- Original author: Guido van Rossum
- Developers: Python core developers and the Python community, supported by the Python Software Foundation
- Release: 26 January 1994; 32 years ago
- Stable release: 3.14.7 / 5 August 2026; 41 days ago
- Written in: C, Python
- Platform: 42 platforms; see § Distribution
- Available in: English
- Type: Python Programming Language Interpreter
- License: Python Software Foundation License
- Website: www.python.org
- Repository: https://github.com/python/cpython

= CPython =

Python reference implementation

CPython is the reference implementation of the Python programming language. Written in C and Python, CPython is the default and most widely used implementation of the Python language.

CPython can be defined as both an interpreter and a compiler as it compiles Python code into bytecode before interpreting it. It has a foreign function interface with several languages, including C, in which one must explicitly write bindings in a language other than Python.

==Design==
A particular feature of CPython is that it makes use of a global interpreter lock (GIL) such that for each CPython interpreter process, only one thread may be processing bytecode at a time. This does not mean that there is no point in multithreading; the most common multithreading scenario is where threads are mostly waiting on external processes to complete.

This can happen when multiple threads are servicing separate clients. One thread may be waiting for a client to reply, and another may be waiting for a database query to execute, while the third thread is actually processing Python code.

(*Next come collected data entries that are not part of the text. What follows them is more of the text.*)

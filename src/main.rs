mod cli;

use anyhow::Result;
use clap::Parser;
use cli::{Cli, Commands};
use selic::calculator::{calc_amount, run_example, CalcOptions, CalcRequest, Calculation};
use selic::config::Settings;
use selic::sources::{BcbClient, FileSource, RateSource};
use selic::validation::capital_from_arg;
use std::path::PathBuf;
use tracing::info;
use tracing_subscriber::EnvFilter;

fn main() -> Result<()> {
    // Initialize logging (stderr, so stdout only carries results)
    tracing_subscriber::fmt()
        .with_env_filter(
            EnvFilter::try_from_default_env().unwrap_or_else(|_| EnvFilter::new("warn")),
        )
        .with_writer(std::io::stderr)
        .init();

    let cli = Cli::parse();
    if cli.no_color {
        colored::control::set_override(false);
    }

    let settings = Settings::load(cli.config.as_deref())?;

    let calc = match cli.command {
        Commands::Calc {
            start,
            end,
            capital,
            frequency,
            window,
            save_csv,
            output_dir,
            rates_file,
        } => {
            let request =
                CalcRequest::from_raw(&start, &end, &capital_from_arg(&capital), &frequency)?;
            let options = CalcOptions {
                window_length: window.unwrap_or(settings.window_length),
                save_csv,
                output_dir: output_dir.unwrap_or_else(|| settings.output_dir.clone()),
            };
            let source = build_source(&settings, rates_file)?;
            calc_amount(&request, source.as_ref(), &options)?
        }
        Commands::Example { rates_file } => {
            let options = CalcOptions {
                window_length: settings.window_length,
                ..CalcOptions::default()
            };
            let source = build_source(&settings, rates_file)?;
            run_example(source.as_ref(), &options)?
        }
    };

    print_calculation(&calc, cli.json);
    Ok(())
}

fn build_source(settings: &Settings, rates_file: Option<PathBuf>) -> Result<Box<dyn RateSource>> {
    match rates_file {
        Some(path) => {
            info!("Using offline rates file {}", path.display());
            Ok(Box::new(FileSource::new(path)))
        }
        None => Ok(Box::new(BcbClient::new(settings.api_url.clone())?)),
    }
}

fn print_calculation(calc: &Calculation, json: bool) {
    if json {
        println!("{}", cli::formatters::format_calculation_json(calc));
    } else {
        println!("{}", cli::formatters::format_calculation_table(calc));
    }
}
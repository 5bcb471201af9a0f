//! Brazilian-locale number formatting for terminal output

use rust_decimal::{Decimal, RoundingStrategy};

/// Format with `.` thousands and `,` decimal separators at `places` digits.
///
/// # Examples
/// ```
/// use selic::utils::format_decimal_br;
/// use rust_decimal_macros::dec;
///
/// assert_eq!(format_decimal_br(dec!(1234.567), 2), "1.234,57");
/// assert_eq!(format_decimal_br(dec!(-0.5), 2), "-0,50");
/// ```
pub fn format_decimal_br(value: Decimal, places: u32) -> String {
    let rounded = value
        .round_dp_with_strategy(places, RoundingStrategy::MidpointAwayFromZero)
        .abs();
    let plain = format!("{:.*}", places as usize, rounded);
    let (int_part, frac_part) = plain.split_once('.').unwrap_or((plain.as_str(), ""));

    let mut grouped = String::with_capacity(int_part.len() + int_part.len() / 3);
    for (i, ch) in int_part.chars().enumerate() {
        if i > 0 && (int_part.len() - i) % 3 == 0 {
            grouped.push('.');
        }
        grouped.push(ch);
    }

    let sign = if value.is_sign_negative() && !rounded.is_zero() {
        "-"
    } else {
        ""
    };
    if frac_part.is_empty() {
        format!("{}{}", sign, grouped)
    } else {
        format!("{}{},{}", sign, grouped, frac_part)
    }
}

/// Format as Brazilian Real: "R$ 1.234,56"
///
/// # Examples
/// ```
/// use selic::utils::format_currency;
/// use rust_decimal_macros::dec;
///
/// assert_eq!(format_currency(dec!(657.43)), "R$ 657,43");
/// ```
pub fn format_currency(value: Decimal) -> String {
    format!("R$ {}", format_decimal_br(value, 2))
}

/// Fractional rate as a percentage: 0.00044627 → "0,044627%"
pub fn format_rate_percent(rate: Decimal) -> String {
    format!("{}%", format_decimal_br(rate * Decimal::ONE_HUNDRED, 6))
}
// Reports module - reshaping of the compounded series for output

pub mod frequency;
pub mod summary;

pub use frequency::Frequency;
pub use summary::{reshape, SummaryRow};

However, the GIL does mean that CPython is not suitable for processes that implement CPU-intensive algorithms in Python code that could potentially be distributed across multiple cores.

In real-world applications, situations where the GIL is a significant bottleneck are quite rare. This is because Python is an inherently slow language and is generally not used for CPU-intensive or time-sensitive operations. Python is typically used at the top level and calls functions in libraries to perform specialized tasks. These libraries are generally not written in Python, and Python code in another thread can be executed while a call to one of these underlying processes takes place. The non-Python library being called to perform the CPU-intensive task is not subject to the GIL and may concurrently execute many threads on multiple processors without restriction.

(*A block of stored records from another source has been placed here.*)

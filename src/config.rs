//! Runtime settings
//!
//! Loaded from a TOML file (explicit path, `$SELIC_CONFIG`, or
//! `<config dir>/selic/config.toml`), then overridden by `$SELIC_API_URL`.
//! A missing file means defaults.

use anyhow::{anyhow, Context, Result};
use serde::Deserialize;
use std::fs;
use std::path::{Path, PathBuf};
use tracing::debug;

use crate::sources::DEFAULT_BCB_URL;
use crate::window::DEFAULT_WINDOW_LENGTH;

const CONFIG_FILENAME: &str = "config.toml";

#[derive(Debug, Clone, PartialEq, Eq, Deserialize)]
#[serde(default, deny_unknown_fields)]
pub struct Settings {
    /// BCB SGS endpoint, without query string
    pub api_url: String,
    /// Records per window in the best-window search
    pub window_length: usize,
    /// Where `solution.csv` and `df_raw.csv` are written
    pub output_dir: PathBuf,
}

impl Default for Settings {
    fn default() -> Self {
        Self {
            api_url: DEFAULT_BCB_URL.to_string(),
            window_length: DEFAULT_WINDOW_LENGTH,
            output_dir: PathBuf::from("."),
        }
    }
}

impl Settings {
    /// Resolve and load settings. `explicit` wins over the environment.
    pub fn load(explicit: Option<&Path>) -> Result<Self> {
        let path = match explicit {
            Some(p) => Some(p.to_path_buf()),
            None => std::env::var_os("SELIC_CONFIG")
                .map(PathBuf::from)
                .or_else(|| default_config_path().ok()),
        };

        let mut settings = match path {
            Some(p) if p.exists() => Self::from_file(&p)?,
            Some(p) if explicit.is_some() => {
                return Err(anyhow!("Config file not found: {}", p.display()));
            }
            _ => Self::default(),
        };

        if let Ok(url) = std::env::var("SELIC_API_URL") {
            if !url.trim().is_empty() {
                settings.api_url = url.trim().to_string();
            }
        }

        Ok(settings)
    }

    pub fn from_file(path: &Path) -> Result<Self> {
        debug!("Loading settings from {}", path.display());
        let content = fs::read_to_string(path)
            .with_context(|| format!("Failed to read config file {}", path.display()))?;
        Self::from_toml(&content)
            .with_context(|| format!("Invalid config file {}", path.display()))
    }

    pub fn from_toml(content: &str) -> Result<Self> {
        let settings: Settings = toml::from_str(content)?;
        if settings.window_length == 0 {
            return Err(anyhow!("window_length must be greater than zero"));
        }
        Ok(settings)
    }
}

pub fn get_config_dir() -> Result<PathBuf> {
    let config_dir = std::env::var_os("XDG_CONFIG_HOME")
        .map(PathBuf::from)
        .or_else(dir_spec::config_home)
        .ok_or_else(|| anyhow!("Could not determine config directory"))?;
    Ok(config_dir.join("selic"))
}

fn default_config_path() -> Result<PathBuf> {
    Ok(get_config_dir()?.join(CONFIG_FILENAME))
}
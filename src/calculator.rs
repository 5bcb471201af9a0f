//! End-to-end calculation: validate, fetch, load, search, compound, reshape.

use anyhow::{anyhow, Context, Result};
use chrono::NaiveDate;
use rust_decimal::Decimal;
use serde_json::Value;
use std::path::PathBuf;
use tracing::info;

use crate::compound::compound;
use crate::error::CalcError;
use crate::export::{save_outputs, SaveOutcome};
use crate::reports::{reshape, Frequency, SummaryRow};
use crate::series::{load_series, RateSeries};
use crate::sources::RateSource;
use crate::validation::{check_date_ordering, format_request_date, validate_input};
use crate::window::{best_window, WindowResult, DEFAULT_WINDOW_LENGTH};

/// A typed, validated calculation request
#[derive(Debug, Clone, PartialEq, Eq)]
pub struct CalcRequest {
    pub start_date: NaiveDate,
    pub end_date: NaiveDate,
    pub capital: Decimal,
    pub frequency: Frequency,
}

impl CalcRequest {
    pub fn new(
        start_date: NaiveDate,
        end_date: NaiveDate,
        capital: Decimal,
        frequency: Frequency,
    ) -> Result<Self, CalcError> {
        check_date_ordering(start_date, end_date)?;
        Ok(Self {
            start_date,
            end_date,
            capital,
            frequency,
        })
    }

    /// Build a request from untyped input (CLI flags, JSON, TOML).
    pub fn from_raw(
        start_date: &str,
        end_date: &str,
        capital: &Value,
        frequency: &str,
    ) -> Result<Self, CalcError> {
        let input = validate_input(start_date, end_date, capital)?;
        let frequency = frequency.parse::<Frequency>()?;
        Ok(Self {
            start_date: input.start_date,
            end_date: input.end_date,
            capital: input.capital,
            frequency,
        })
    }
}

#[derive(Debug, Clone)]
pub struct CalcOptions {
    pub window_length: usize,
    pub save_csv: bool,
    pub output_dir: PathBuf,
}

impl Default for CalcOptions {
    fn default() -> Self {
        Self {
            window_length: DEFAULT_WINDOW_LENGTH,
            save_csv: false,
            output_dir: PathBuf::from("."),
        }
    }
}

/// Everything a calculation produces
#[derive(Debug, Clone)]
pub struct Calculation {
    pub request: CalcRequest,
    /// Reshaped output at the requested frequency
    pub rows: Vec<SummaryRow>,
    /// Best window found in the loaded series, if any
    pub window: Option<WindowResult>,
    /// Loaded series, rates as fractions
    pub raw: RateSeries,
    pub saved: Vec<SaveOutcome>,
}

/// Run the full calculation against `source`.
pub fn calc_amount(
    request: &CalcRequest,
    source: &dyn RateSource,
    options: &CalcOptions,
) -> Result<Calculation> {
    let start_param = format_request_date(request.start_date);
    let end_param = format_request_date(request.end_date);

    let raw_rows = source
        .fetch(&start_param, &end_param)
        .context("Failed to fetch Selic rates")?;
    let series =
        load_series(&raw_rows, request.start_date).context("Failed to load Selic series")?;
    info!(
        "Loaded {} daily rates ({:?} to {:?})",
        series.len(),
        series.first_date(),
        series.last_date()
    );

    let window = best_window(request.capital, &series, options.window_length)
        .context("Failed to search the best investment window")?;
    match &window {
        Some(w) => info!(
            "The best day to invest is {}, with an amount earned of {} after {} days ({} to {})",
            w.start_date, w.earned_value, w.length, w.start_date, w.end_date
        ),
        None => info!(
            "Series too short for a {}-day window ({} records)",
            options.window_length,
            series.len()
        ),
    }

    let compounded =
        compound(request.capital, &series).context("Failed to compound the Selic series")?;
    let rows = reshape(&compounded, request.capital, request.frequency);

    let saved = if options.save_csv {
        save_outputs(&rows, series.records(), &options.output_dir)?
    } else {
        Vec::new()
    };

    Ok(Calculation {
        request: request.clone(),
        rows,
        window,
        raw: series,
        saved,
    })
}

/// Canned request used by `selic example`
pub fn example_request() -> Result<CalcRequest> {
    let start_date =
        NaiveDate::from_ymd_opt(2010, 1, 11).ok_or_else(|| anyhow!("invalid example start date"))?;
    let end_date =
        NaiveDate::from_ymd_opt(2021, 3, 1).ok_or_else(|| anyhow!("invalid example end date"))?;
    Ok(CalcRequest::new(
        start_date,
        end_date,
        Decimal::new(65743, 2),
        Frequency::Daily,
    )?)
}

pub fn run_example(source: &dyn RateSource, options: &CalcOptions) -> Result<Calculation> {
    info!("Running example");
    let options = CalcOptions {
        save_csv: false,
        ..options.clone()
    };
    calc_amount(&example_request()?, source, &options)
}
use anyhow::{Context, Result};
use reqwest::blocking::Client;
use serde::Deserialize;
use tracing::{debug, info};

use super::RateSource;
use crate::error::CalcError;
use crate::series::RawRateRecord;

/// BCB SGS endpoint for series 11 (daily Selic rate)
pub const DEFAULT_BCB_URL: &str = "https://api.bcb.gov.br/dados/serie/bcdata.sgs.11/dados";

/// Error body the SGS API returns for bad queries
#[derive(Debug, Deserialize)]
struct BcbErrorBody {
    #[serde(default)]
    error: Option<String>,
    #[serde(default)]
    message: Option<String>,
}

/// Blocking client for the BCB SGS API. One request, no retry.
#[derive(Debug, Clone)]
pub struct BcbClient {
    client: Client,
    base_url: String,
}

impl BcbClient {
    pub fn new(base_url: impl Into<String>) -> Result<Self> {
        let client = Client::builder()
            .user_agent("Mozilla/5.0 (compatible; SelicCalc/1.0)")
            .build()
            .context("Failed to build HTTP client")?;
        Ok(Self {
            client,
            base_url: base_url.into(),
        })
    }

    pub fn base_url(&self) -> &str {
        &self.base_url
    }

    /// Full request URL for a `dd/mm/yyyy` range
    pub fn request_url(&self, start_param: &str, end_param: &str) -> String {
        format!(
            "{}?formato=json&dataInicial={}&dataFinal={}",
            self.base_url, start_param, end_param
        )
    }
}

impl RateSource for BcbClient {
    fn fetch(&self, start_param: &str, end_param: &str) -> Result<Vec<RawRateRecord>> {
        let url = self.request_url(start_param, end_param);
        info!("Fetching Selic rates from {}", url);

        let response = self
            .client
            .get(&url)
            .send()
            .map_err(|e| CalcError::Fetch(e.to_string()))
            .context("Failed to send request to BCB")?;

        let status = response.status();
        let body = response
            .text()
            .map_err(|e| CalcError::Fetch(e.to_string()))
            .context("Failed to read BCB response body")?;

        if !status.is_success() {
            let detail = serde_json::from_str::<BcbErrorBody>(&body)
                .ok()
                .and_then(|b| b.message.or(b.error))
                .unwrap_or_else(|| body.chars().take(200).collect());
            return Err(CalcError::Fetch(format!("BCB returned {}: {}", status, detail)).into());
        }

        let rows = parse_response(&body)?;
        debug!("BCB returned {} rows", rows.len());
        Ok(rows)
    }
}

/// Decode the SGS JSON array of `{"data", "valor"}` objects.
pub fn parse_response(body: &str) -> Result<Vec<RawRateRecord>> {
    serde_json::from_str(body)
        .map_err(|e| CalcError::MalformedSeries(e.to_string()))
        .context("Failed to parse BCB response")
}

Concurrency of Python code can only be achieved with separate CPython interpreter processes managed by a multitasking operating system. This complicates communication between concurrent Python processes, though the multiprocessing module mitigates this somewhat; it means that applications that really can benefit from concurrent Python-code execution can be implemented with limited overhead.

The presence of the GIL simplifies the implementation of CPython, and makes it easier to implement multi-threaded applications that do not benefit from concurrent Python code execution. However, without a GIL, multiprocessing apps must make sure all common code is thread safe.

Although many proposals have been made to eliminate the GIL, the general consensus has been that in most cases, the advantages of the GIL outweigh the disadvantages; in the few cases where the GIL is a bottleneck, the application should be built around the multiprocessing structure. To help allow more parallelism, an improvement was released in October 2023 to allow a separate GIL per sub-interpreter in a single Python process and have been described as "threads with opt-in sharing".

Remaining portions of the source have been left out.